Моральных скреп не обнаружено...

Моральных скреп не обнаружено... В искусстве не бывает пустоты, она – лишь часть всеобщей красоты... Фото Владимира Захарина

Постсоветское общество пока не поддается методам классической социологии

Лев Гудков

Об авторе: Лев Дмитриевич Гудков – доктор философских наук, директор Левада- Центра. <i>Статья написана на основе лекции, прочитанной автором в Минске.

Как ученый с большим опытом исследования общественного мнения, могу констатировать: мы постоянно наталкиваемся на границы наших концептуальных возможностей в интерпретации явлений и процессов в постсоветском обществе. Эта проблематика не описывается понятийным аппаратом западной социологии.

Западные ученые просто не знают таких коллизий, поскольку сама дисциплина выросла из изучения модернизационных трансформаций – перехода традиционных закрытых сословных государств в массовые открытые общества. Суть изменений заключалась в надстраивании над старыми институтами механизмов свободной рыночной экономики, представительских политических систем (появления массовых политических партий, новых избирательных законов, правового государства с его центральным институтом – независимым от институтов господства судом, новых форм массовой интеграции через СМИ, всеобщей национальной школы, секуляризации и т.п.).

Новые институты кардинально меняли и вытесняли традиционные системы отношений (прежде всего традиционные отношения господства), создавая то, что может быть названо «общество» – устойчивыми взаимодействиями, основанными на взаимных интересах и солидарности людей, без отношений господства и подчинения.

Скажу больше. То, что «общество» в расхожем словоупотреблении у нас синонимично «населению» или «государству», само по себе – симптом неразвитости российского социума.

Как говорил французский ученый Эмиль Дюркгейм, социология рождается из «духа общества». В России об «обществе» в строгом смысле говорить можно лишь с большой натяжкой, поскольку подобные отношения подавляются бесконтрольной властью. В реставрации прежних репрессивных практик и подавления условий для формирования самоорганизующегося социума и заключается наблюдаемый сегодня «аборт» процессов модернизации (демократии, правового государства), возникших после краха СССР.

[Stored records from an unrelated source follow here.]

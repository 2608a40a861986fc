use std::collections::{HashSet, VecDeque};

use rand::{
    Rng,
    seq::{IndexedRandom, SliceRandom},
};
use serde::{Deserialize, Serialize};
use tracing::debug;

use crate::{
    ItemCategory, ItemKind, Position,
    config::ItemTable,
    map::Grid,
    maze::CellType,
    pathfinding::{distance, shortest_path},
};

/// Random destination picks that may fail before the guardian heads home.
const MAX_DESTINATION_ATTEMPTS: usize = 10;

/// Result of a single explorer step.
#[derive(Debug, Clone, Copy, PartialEq, Eq)]
pub struct ExplorerStep {
    pub position: Position,
    pub reached_exit: bool,
    pub starved: bool,
}

/// Depth-first explorer.
///
/// Advances to a random unvisited neighbor when it can and otherwise walks
/// back along its trail (a LIFO of the cells it left), one cell per step.
#[derive(Debug, Clone)]
pub struct Explorer {
    position: Position,
    exit: Position,
    visited: HashSet<Position>,
    trail: Vec<Position>,
    energy: i64,
    max_energy: i64,
    weapon: Option<ItemKind>,
    armor: Option<ItemKind>,
    trajectory: Vec<Position>,
    dead: bool,
    items: Option<ItemTable>,
}

impl Explorer {
    /// Creates an explorer at `start` with full energy and item tracking off.
    pub fn new(start: Position, exit: Position, max_energy: i64) -> Self {
        Self {
            position: start,
            exit,
            visited: HashSet::from([start]),
            trail: Vec::new(),
            energy: max_energy,
            max_energy,
            weapon: None,
            armor: None,
            trajectory: vec![start],
            dead: false,
            items: None,
        }
    }

    /// Turns on item pickup, valuing items with `table`.
    pub fn with_items(mut self, table: ItemTable) -> Self {
        self.items = Some(table);
        self
    }

    pub fn position(&self) -> Position {
        self.position
    }

    pub fn energy(&self) -> i64 {
        self.energy
    }

    pub fn max_energy(&self) -> i64 {
        self.max_energy
    }

    pub fn weapon(&self) -> Option<ItemKind> {
        self.weapon
    }

    pub fn armor(&self) -> Option<ItemKind> {
        self.armor
    }

    pub fn items_enabled(&self) -> bool {
        self.items.is_some()
    }

    pub fn is_dead(&self) -> bool {
        self.dead
    }

    /// Marks the explorer as killed; later steps do nothing.
    pub fn kill(&mut self) {
        self.dead = true;
    }

    /// Every cell occupied so far, backtracking included.
    pub fn trajectory(&self) -> &[Position] {
        &self.trajectory
    }

    pub fn visited(&self) -> &HashSet<Position> {
        &self.visited
    }

    /// The kind of cell the explorer is standing on.
    pub fn occupied_cell(&self, grid: &Grid<CellType>) -> CellType {
        grid.get(self.position).copied().unwrap_or_default()
    }

    /// Survival bonus from held equipment, in `[0, 1]` for the default table.
    pub fn combat_bonus(&self) -> f64 {
        let Some(table) = &self.items else {
            return 0.0;
        };
        let points: u32 = [self.weapon, self.armor]
            .into_iter()
            .flatten()
            .map(|kind| table.magnitude(kind))
            .sum();
        f64::from(points) / 100.0
    }

    /// Takes one step of the depth-first walk.
    pub fn step<R: Rng + ?Sized>(&mut self, grid: &mut Grid<CellType>, rng: &mut R) -> ExplorerStep {
        if self.energy <= 0 {
            return self.report(false, true);
        }
        if self.dead {
            return self.report(false, false);
        }

        self.energy -= 1;

        if self.position == self.exit {
            return self.report(true, false);
        }

        let view: &Grid<CellType> = grid;
        let mut neighbors: Vec<Position> = view
            .neighbors(self.position)
            .filter(|n| view[*n].is_open())
            .collect();
        neighbors.shuffle(rng);

        if let Some(next) = neighbors.into_iter().find(|n| !self.visited.contains(n)) {
            self.trail.push(self.position);
            self.position = next;
            self.visited.insert(next);
            self.trajectory.push(next);
            self.collect(grid);
        } else if let Some(previous) = self.trail.pop() {
            self.position = previous;
            self.trajectory.push(previous);
        }

        self.report(self.position == self.exit, false)
    }

    fn report(&self, reached_exit: bool, starved: bool) -> ExplorerStep {
        ExplorerStep {
            position: self.position,
            reached_exit,
            starved,
        }
    }

    fn collect(&mut self, grid: &mut Grid<CellType>) {
        let Some(table) = &self.items else {
            return;
        };
        let CellType::Item(kind) = grid[self.position] else {
            return;
        };

        match kind.category {
            ItemCategory::Consumable => {
                let gain = i64::from(table.magnitude(kind));
                self.energy = self.energy.saturating_add(gain).min(self.max_energy);
            }
            ItemCategory::Weapon => self.weapon = Some(kind),
            ItemCategory::Armor => self.armor = Some(kind),
        }
        debug!(%kind, position = %self.position, energy = self.energy, "explorer picked up item");
        grid[self.position] = CellType::Path;
    }
}

/// Behaviour the guardian is currently in.
#[derive(Debug, Clone, Copy, PartialEq, Eq, Serialize, Deserialize)]
pub enum GuardianMode {
    Patrol,
    Chase,
    /// Withdrawn for good after an encounter.
    Hidden,
}

/// Guardian that patrols around its spawn point and chases the explorer
/// whenever it comes within perception range.
#[derive(Debug, Clone)]
pub struct Guardian {
    position: Position,
    center: Position,
    chasing: bool,
    destination: Option<Position>,
    patrol_steps: usize,
    patrol_leg_cap: usize,
    memory: VecDeque<Position>,
    memory_capacity: usize,
    returning: bool,
    detected_at: Option<u32>,
    encountered_at: Option<u32>,
    chase_path: Vec<Position>,
    last_chase_position: Position,
    hidden: bool,
}

impl Guardian {
    pub fn new(spawn: Position, patrol_leg_cap: usize, memory_capacity: usize) -> Self {
        Self {
            position: spawn,
            center: spawn,
            chasing: false,
            destination: None,
            patrol_steps: 0,
            patrol_leg_cap,
            memory: VecDeque::with_capacity(memory_capacity),
            memory_capacity,
            returning: false,
            detected_at: None,
            encountered_at: None,
            chase_path: Vec::new(),
            last_chase_position: spawn,
            hidden: false,
        }
    }

    pub fn position(&self) -> Position {
        self.position
    }

    pub fn center(&self) -> Position {
        self.center
    }

    pub fn destination(&self) -> Option<Position> {
        self.destination
    }

    pub fn is_chasing(&self) -> bool {
        self.chasing
    }

    /// Whether the next destination pick goes straight back to the centre.
    pub fn is_returning(&self) -> bool {
        self.returning
    }

    pub fn is_hidden(&self) -> bool {
        self.hidden
    }

    pub fn mode(&self) -> GuardianMode {
        if self.hidden {
            GuardianMode::Hidden
        } else if self.chasing {
            GuardianMode::Chase
        } else {
            GuardianMode::Patrol
        }
    }

    /// Round in which the explorer was first noticed.
    pub fn detected_at(&self) -> Option<u32> {
        self.detected_at
    }

    /// Round of the first encounter with the explorer.
    pub fn encountered_at(&self) -> Option<u32> {
        self.encountered_at
    }

    /// Cells entered while chasing, without consecutive repeats.
    pub fn chase_path(&self) -> &[Position] {
        &self.chase_path
    }

    /// Most recent patrol positions, oldest first.
    pub fn recent_positions(&self) -> impl Iterator<Item = &Position> {
        self.memory.iter()
    }

    /// Records the first encounter round; later calls keep the first one.
    pub fn record_encounter(&mut self, round: u32) {
        self.encountered_at.get_or_insert(round);
    }

    /// Withdraws the guardian permanently.
    pub fn hide(&mut self) {
        self.hidden = true;
    }

    /// Moves the guardian for one round and returns its new position.
    pub fn step<R: Rng + ?Sized>(
        &mut self,
        target: Position,
        grid: &Grid<CellType>,
        perception_radius: usize,
        round: u32,
        rng: &mut R,
    ) -> Position {
        if self.hidden {
            return self.position;
        }

        let dist = distance(grid, self.position, target);
        let was_chasing = self.chasing;
        self.chasing = dist.is_some_and(|d| d <= perception_radius);

        if self.chasing && !was_chasing && dist != Some(0) && self.detected_at.is_none() {
            self.detected_at = Some(round);
            debug!(round, position = %self.position, %target, "guardian detected explorer");
        }

        match dist {
            Some(d) if self.chasing && d > 0 => self.chase(target, grid),
            _ => self.patrol(grid, rng),
        }

        self.position
    }

    fn chase(&mut self, target: Position, grid: &Grid<CellType>) {
        let path = shortest_path(grid, self.position, target);
        let next = match path.len() {
            0 | 1 => return,
            2 => path[1],
            _ => path[2],
        };

        self.position = next;
        if self.last_chase_position != next {
            self.chase_path.push(next);
            self.last_chase_position = next;
        }
    }

    fn patrol<R: Rng + ?Sized>(&mut self, grid: &Grid<CellType>, rng: &mut R) {
        if self.destination.is_none_or(|d| d == self.position) {
            let destination = self.pick_destination(grid, rng);
            debug!(%destination, returning = self.returning, "guardian picked patrol destination");
            self.destination = Some(destination);
        }

        if let Some(destination) = self.destination {
            let path = shortest_path(grid, self.position, destination);
            if let Some(&next) = path.get(1) {
                self.position = next;
                self.patrol_steps += 1;
                self.memory.push_back(next);
                while self.memory.len() > self.memory_capacity {
                    self.memory.pop_front();
                }
            }
        }

        if self.patrol_steps >= self.patrol_leg_cap {
            self.patrol_steps = 0;
            self.destination = None;
        }
    }

    /// Chooses the next patrol destination.
    ///
    /// Returns the centre when the previous pick asked to head home, or when no
    /// other open cell exists. Random picks the guardian cannot reach are
    /// retried; too many failures send it home now and raise the returning flag.
    fn pick_destination<R: Rng + ?Sized>(&mut self, grid: &Grid<CellType>, rng: &mut R) -> Position {
        if self.returning {
            self.returning = false;
            return self.center;
        }

        let candidates: Vec<Position> = grid
            .enumerate()
            .filter(|(cell, state)| {
                state.is_open() && *cell != self.position && *cell != self.center
            })
            .map(|(cell, _)| cell)
            .collect();

        let mut attempts = 0;
        while let Some(&candidate) = candidates.choose(rng) {
            attempts += 1;
            if !shortest_path(grid, self.position, candidate).is_empty() {
                return candidate;
            }
            if attempts > MAX_DESTINATION_ATTEMPTS {
                self.returning = true;
                break;
            }
        }

        self.center
    }
}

Поэтому главная проблема – не столько развитие, сколько эмансипация общества, высвобождение целых общественных сфер, стремящихся к автономии, от сковывающей процессы дифференциации власти, отделение общества от парализующей его системы господства.

Если в Европе или тем более в Америке система господства (политика) стала лишь одной из подсистем общества, то в России (как и на большей части постсоветского пространства) система господства по-прежнему суверенна, претендует на все больший контроль над основными сферами общества. Возникающие при этом социальные дисфункции и разнообразные социальные проблемы (апатия населения, «терпение» как стратегия адаптации к репрессивной власти, тотальная коррупция, сокращение инвестиций в экономику и уход в тень малого и среднего предпринимательства, всеобщий аморализм, сервильность интеллектуального слоя, отсутствие представлений о будущем, рост патологии – преступности, самоубийств, алкоголизма, проявлений немотивированной агрессии и вандализма) не могут быть объяснены в категориях «нормальной социологии» западного общества.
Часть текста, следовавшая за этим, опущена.